**AIM OF THE EXERCISE:**
Of all the lines in the entries below, give again exactly those starting at the line containing "Club Booking Engine" and ending at the line containing "games playable in", both ends included, and no others.

**DATA TO USE:**
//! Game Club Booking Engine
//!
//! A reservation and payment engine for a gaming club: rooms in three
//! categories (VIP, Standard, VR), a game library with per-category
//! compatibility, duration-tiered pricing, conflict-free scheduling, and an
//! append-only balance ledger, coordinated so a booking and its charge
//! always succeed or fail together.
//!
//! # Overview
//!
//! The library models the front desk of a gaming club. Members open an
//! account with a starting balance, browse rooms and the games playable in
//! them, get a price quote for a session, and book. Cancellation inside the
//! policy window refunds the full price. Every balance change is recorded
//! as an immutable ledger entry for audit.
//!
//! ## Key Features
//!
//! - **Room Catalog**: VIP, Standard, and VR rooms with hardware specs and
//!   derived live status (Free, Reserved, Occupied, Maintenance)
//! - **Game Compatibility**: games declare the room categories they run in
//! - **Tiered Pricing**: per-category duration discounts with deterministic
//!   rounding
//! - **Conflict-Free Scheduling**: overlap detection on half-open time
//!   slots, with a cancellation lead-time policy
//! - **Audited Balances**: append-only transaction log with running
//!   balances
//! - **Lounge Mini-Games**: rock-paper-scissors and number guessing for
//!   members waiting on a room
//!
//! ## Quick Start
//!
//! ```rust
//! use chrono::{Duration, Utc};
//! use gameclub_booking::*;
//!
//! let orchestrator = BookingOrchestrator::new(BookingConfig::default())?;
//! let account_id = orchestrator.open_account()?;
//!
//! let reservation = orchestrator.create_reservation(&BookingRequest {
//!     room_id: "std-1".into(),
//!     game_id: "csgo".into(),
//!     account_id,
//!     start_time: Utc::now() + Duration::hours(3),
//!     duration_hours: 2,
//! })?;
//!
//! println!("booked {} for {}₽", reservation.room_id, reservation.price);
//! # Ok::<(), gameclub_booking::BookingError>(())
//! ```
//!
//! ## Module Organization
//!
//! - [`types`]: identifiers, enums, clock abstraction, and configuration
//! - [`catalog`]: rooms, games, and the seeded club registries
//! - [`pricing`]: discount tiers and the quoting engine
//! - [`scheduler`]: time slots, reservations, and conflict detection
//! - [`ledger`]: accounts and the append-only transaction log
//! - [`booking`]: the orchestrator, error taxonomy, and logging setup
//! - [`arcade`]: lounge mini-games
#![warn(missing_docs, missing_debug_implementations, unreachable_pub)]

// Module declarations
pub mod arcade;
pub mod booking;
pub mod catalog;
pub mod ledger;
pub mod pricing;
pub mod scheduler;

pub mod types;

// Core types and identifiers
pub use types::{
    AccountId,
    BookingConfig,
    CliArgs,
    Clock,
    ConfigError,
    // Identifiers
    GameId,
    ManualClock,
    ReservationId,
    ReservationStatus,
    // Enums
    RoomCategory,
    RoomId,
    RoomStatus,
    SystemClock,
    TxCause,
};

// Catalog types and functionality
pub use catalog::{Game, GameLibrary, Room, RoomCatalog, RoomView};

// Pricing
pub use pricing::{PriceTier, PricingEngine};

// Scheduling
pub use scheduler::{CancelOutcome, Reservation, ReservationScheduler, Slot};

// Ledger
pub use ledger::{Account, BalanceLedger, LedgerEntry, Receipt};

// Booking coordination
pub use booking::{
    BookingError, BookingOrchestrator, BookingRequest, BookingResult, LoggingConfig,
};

* * *

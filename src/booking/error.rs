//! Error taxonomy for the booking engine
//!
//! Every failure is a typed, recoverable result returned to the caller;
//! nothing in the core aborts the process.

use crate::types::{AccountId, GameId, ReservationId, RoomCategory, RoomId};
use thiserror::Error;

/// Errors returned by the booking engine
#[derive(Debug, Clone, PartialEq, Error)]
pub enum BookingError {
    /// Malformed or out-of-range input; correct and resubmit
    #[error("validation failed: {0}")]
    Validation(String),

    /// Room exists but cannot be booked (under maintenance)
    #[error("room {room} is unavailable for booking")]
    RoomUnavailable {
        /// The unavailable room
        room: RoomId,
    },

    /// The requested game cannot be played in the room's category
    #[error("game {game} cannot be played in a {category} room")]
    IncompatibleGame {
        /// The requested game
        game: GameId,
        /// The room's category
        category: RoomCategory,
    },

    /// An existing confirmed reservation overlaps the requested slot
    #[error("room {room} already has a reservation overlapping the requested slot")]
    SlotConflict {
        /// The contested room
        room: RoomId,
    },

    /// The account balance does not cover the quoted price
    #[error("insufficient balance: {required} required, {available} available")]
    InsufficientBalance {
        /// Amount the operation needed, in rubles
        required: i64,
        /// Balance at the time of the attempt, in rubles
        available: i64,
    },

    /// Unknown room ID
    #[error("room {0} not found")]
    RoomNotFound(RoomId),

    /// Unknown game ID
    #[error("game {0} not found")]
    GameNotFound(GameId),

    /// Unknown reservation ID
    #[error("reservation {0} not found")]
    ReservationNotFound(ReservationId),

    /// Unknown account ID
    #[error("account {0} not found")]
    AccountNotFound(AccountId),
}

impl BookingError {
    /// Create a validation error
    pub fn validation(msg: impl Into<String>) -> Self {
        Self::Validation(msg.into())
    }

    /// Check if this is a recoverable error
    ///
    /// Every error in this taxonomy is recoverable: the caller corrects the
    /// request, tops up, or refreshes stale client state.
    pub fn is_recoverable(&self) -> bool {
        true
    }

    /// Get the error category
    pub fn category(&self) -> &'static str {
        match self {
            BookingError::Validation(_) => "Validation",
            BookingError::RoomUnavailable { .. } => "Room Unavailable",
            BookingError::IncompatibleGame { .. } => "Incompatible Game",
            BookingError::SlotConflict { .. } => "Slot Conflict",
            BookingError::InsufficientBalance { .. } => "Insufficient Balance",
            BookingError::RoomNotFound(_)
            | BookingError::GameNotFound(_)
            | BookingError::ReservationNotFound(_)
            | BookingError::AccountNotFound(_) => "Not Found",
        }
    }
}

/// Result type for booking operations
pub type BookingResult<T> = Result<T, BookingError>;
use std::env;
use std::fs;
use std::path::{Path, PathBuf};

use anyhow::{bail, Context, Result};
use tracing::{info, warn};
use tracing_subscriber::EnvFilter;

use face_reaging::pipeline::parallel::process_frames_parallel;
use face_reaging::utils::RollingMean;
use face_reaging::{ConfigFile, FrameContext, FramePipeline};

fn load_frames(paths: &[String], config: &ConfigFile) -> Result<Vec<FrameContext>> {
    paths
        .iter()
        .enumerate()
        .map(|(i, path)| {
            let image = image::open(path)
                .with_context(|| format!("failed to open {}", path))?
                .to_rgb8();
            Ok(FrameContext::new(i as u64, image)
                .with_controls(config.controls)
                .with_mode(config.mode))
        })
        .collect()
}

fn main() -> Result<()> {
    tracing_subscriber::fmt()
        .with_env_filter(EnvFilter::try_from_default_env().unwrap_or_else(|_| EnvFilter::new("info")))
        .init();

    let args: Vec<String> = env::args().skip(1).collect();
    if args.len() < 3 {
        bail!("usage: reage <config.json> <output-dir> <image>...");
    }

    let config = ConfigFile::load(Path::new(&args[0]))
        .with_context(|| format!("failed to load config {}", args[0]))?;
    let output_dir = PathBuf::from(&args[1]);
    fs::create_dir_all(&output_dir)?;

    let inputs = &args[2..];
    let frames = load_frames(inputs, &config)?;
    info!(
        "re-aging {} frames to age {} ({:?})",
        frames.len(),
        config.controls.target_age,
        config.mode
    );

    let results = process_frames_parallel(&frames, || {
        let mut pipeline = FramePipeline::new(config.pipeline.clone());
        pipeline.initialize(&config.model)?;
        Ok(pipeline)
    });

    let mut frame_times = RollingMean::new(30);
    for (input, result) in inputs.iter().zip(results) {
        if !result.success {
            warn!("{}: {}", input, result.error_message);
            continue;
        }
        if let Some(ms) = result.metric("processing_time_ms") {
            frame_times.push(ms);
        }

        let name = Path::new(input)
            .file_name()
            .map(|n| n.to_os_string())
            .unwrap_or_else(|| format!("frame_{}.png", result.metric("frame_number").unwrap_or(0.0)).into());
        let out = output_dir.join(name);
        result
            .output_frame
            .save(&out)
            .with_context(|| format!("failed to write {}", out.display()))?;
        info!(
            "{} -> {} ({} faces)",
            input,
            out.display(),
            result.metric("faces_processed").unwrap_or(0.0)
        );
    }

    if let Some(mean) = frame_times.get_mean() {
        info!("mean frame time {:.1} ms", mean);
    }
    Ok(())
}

**WORKED SOLUTION:**
//! Game Club Booking Engine
//!
//! A reservation and payment engine for a gaming club: rooms in three
//! categories (VIP, Standard, VR), a game library with per-category
//! compatibility, duration-tiered pricing, conflict-free scheduling, and an
//! append-only balance ledger, coordinated so a booking and its charge
//! always succeed or fail together.
//!
//! # Overview
//!
//! The library models the front desk of a gaming club. Members open an
//! account with a starting balance, browse rooms and the games playable in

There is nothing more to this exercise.